## Recorded data
########################################

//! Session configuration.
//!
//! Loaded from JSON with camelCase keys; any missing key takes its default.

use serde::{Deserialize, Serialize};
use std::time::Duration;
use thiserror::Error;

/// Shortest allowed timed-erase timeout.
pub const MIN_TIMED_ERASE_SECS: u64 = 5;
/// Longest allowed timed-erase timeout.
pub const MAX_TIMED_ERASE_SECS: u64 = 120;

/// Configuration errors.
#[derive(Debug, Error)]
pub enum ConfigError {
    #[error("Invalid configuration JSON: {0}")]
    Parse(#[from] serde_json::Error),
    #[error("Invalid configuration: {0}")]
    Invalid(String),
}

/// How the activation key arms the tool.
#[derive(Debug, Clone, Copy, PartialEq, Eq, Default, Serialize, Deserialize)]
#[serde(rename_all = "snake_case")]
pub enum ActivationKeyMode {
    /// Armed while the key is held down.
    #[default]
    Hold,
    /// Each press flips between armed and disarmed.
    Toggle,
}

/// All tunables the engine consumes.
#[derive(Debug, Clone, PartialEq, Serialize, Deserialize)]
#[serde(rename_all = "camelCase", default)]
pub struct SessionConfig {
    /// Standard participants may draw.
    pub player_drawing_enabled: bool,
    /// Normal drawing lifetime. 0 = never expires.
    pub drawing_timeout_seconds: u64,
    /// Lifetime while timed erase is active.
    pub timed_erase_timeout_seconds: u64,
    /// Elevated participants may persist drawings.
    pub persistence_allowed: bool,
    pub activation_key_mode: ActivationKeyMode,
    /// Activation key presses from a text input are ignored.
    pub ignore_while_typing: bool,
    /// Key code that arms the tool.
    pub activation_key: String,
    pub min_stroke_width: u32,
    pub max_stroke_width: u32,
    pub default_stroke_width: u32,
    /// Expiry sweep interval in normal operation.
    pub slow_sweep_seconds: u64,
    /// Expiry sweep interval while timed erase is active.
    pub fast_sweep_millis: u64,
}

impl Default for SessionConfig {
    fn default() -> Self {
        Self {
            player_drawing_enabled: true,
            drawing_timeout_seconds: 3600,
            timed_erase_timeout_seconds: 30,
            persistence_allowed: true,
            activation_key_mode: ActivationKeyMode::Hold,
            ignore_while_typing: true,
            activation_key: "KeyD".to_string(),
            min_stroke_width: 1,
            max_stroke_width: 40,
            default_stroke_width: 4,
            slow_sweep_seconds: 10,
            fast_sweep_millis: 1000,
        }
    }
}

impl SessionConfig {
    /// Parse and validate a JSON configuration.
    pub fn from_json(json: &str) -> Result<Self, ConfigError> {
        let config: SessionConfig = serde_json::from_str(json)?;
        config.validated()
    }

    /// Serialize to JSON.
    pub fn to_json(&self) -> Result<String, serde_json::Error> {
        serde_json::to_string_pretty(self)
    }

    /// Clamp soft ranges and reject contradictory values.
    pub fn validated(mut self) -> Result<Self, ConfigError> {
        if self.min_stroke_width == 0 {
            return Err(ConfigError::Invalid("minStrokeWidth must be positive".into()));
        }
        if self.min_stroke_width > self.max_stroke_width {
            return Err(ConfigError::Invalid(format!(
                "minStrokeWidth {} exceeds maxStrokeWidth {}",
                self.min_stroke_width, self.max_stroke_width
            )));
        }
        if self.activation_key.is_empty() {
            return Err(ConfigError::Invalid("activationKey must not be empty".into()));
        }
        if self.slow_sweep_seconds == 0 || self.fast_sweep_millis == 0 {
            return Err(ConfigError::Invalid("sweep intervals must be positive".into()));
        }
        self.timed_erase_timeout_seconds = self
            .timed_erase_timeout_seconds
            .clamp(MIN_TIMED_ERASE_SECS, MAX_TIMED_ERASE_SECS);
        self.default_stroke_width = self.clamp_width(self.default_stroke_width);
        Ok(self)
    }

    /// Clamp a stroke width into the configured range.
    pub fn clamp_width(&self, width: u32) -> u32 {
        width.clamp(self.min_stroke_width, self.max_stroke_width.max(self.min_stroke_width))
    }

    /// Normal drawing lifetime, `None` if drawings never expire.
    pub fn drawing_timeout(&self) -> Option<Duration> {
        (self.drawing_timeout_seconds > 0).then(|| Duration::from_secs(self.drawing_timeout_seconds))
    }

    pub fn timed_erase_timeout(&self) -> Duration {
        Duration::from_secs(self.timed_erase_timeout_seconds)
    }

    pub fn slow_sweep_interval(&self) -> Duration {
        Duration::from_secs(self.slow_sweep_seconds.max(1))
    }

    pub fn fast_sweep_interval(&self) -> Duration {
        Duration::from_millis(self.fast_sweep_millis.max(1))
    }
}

########################################

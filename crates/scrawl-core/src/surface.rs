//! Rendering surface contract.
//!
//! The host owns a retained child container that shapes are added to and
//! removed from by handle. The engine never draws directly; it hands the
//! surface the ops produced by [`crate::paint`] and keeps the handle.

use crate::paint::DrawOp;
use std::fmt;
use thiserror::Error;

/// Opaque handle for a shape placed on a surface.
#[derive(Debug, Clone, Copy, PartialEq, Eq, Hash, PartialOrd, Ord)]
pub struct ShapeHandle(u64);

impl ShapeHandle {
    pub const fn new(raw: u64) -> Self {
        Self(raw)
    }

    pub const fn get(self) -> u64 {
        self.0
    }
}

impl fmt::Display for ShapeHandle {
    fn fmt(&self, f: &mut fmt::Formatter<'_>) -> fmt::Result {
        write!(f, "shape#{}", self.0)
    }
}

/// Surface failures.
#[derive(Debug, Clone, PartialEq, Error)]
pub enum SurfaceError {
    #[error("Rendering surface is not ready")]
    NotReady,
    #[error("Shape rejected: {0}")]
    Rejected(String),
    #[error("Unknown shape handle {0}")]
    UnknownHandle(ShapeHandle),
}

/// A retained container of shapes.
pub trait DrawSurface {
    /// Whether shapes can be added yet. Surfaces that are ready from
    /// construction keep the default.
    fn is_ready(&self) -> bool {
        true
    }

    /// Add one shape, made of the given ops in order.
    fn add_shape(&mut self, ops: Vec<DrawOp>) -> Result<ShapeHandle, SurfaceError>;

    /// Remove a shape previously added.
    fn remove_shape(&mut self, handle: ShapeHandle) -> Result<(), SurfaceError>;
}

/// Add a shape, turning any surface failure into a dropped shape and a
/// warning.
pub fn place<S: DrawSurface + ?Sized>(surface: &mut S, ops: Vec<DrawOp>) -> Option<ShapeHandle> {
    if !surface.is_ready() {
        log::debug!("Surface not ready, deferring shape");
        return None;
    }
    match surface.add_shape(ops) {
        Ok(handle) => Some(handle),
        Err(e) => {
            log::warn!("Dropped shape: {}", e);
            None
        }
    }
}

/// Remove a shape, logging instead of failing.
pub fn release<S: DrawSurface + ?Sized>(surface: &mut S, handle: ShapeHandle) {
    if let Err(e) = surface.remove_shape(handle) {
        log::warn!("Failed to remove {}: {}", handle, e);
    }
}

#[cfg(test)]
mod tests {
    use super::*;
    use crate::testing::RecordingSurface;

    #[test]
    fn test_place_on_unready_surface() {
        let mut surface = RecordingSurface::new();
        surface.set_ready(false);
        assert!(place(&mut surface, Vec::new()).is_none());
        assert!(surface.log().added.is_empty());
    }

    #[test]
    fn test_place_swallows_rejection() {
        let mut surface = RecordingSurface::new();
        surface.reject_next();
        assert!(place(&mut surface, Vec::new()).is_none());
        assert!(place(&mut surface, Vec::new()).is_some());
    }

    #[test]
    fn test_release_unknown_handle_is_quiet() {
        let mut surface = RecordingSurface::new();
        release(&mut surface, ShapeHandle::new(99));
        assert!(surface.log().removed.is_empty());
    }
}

########################################

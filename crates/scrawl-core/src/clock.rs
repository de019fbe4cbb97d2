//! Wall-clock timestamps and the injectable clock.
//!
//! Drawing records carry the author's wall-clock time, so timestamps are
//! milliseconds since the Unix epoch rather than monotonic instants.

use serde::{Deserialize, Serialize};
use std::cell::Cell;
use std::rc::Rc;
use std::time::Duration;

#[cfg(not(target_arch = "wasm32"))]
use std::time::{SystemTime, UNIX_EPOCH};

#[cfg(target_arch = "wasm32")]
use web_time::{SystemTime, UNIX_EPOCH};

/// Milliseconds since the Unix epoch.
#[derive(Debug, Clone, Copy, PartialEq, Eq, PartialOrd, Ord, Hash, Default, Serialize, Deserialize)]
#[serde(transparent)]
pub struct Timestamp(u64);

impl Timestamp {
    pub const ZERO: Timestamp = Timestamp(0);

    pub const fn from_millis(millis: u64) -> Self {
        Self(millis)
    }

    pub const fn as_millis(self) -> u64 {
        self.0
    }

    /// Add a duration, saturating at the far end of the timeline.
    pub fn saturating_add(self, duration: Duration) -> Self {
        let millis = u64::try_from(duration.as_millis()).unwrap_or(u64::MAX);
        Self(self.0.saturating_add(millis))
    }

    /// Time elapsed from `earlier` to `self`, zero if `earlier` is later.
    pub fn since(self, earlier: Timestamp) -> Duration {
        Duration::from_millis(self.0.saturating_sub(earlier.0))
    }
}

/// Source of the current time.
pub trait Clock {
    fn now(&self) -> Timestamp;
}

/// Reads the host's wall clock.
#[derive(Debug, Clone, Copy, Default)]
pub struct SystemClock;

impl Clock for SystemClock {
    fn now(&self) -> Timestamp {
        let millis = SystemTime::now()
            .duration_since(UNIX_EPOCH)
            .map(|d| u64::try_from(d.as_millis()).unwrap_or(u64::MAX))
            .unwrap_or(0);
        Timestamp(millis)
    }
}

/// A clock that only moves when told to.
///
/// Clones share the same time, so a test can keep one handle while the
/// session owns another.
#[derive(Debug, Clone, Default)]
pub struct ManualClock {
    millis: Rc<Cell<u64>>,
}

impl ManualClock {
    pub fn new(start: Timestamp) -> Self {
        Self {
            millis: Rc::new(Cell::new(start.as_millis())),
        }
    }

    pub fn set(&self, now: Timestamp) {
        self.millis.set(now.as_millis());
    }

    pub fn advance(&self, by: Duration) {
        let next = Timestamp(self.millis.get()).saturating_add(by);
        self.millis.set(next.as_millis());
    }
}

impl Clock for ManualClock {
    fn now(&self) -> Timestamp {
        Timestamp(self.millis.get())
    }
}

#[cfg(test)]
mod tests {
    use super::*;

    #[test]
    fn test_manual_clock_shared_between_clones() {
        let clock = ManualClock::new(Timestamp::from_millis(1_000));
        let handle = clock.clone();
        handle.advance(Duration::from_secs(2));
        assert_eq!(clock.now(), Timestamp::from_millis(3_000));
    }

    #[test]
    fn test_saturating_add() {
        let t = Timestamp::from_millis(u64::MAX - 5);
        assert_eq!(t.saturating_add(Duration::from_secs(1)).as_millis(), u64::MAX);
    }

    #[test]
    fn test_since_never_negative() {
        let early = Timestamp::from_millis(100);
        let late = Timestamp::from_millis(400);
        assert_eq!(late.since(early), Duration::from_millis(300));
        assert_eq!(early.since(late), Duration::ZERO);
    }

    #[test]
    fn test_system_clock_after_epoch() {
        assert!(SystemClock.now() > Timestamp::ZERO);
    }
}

########################################

Out of the records above, pull the lines that include the word "Copy".

## RESPONSE FOR THIS EXERCISE
#[derive(Debug, Clone, Copy, PartialEq, Eq, Default, Serialize, Deserialize)]
#[derive(Debug, Clone, Copy, PartialEq, Eq, Hash, PartialOrd, Ord)]
#[derive(Debug, Clone, Copy, PartialEq, Eq, PartialOrd, Ord, Hash, Default, Serialize, Deserialize)]
#[derive(Debug, Clone, Copy, Default)]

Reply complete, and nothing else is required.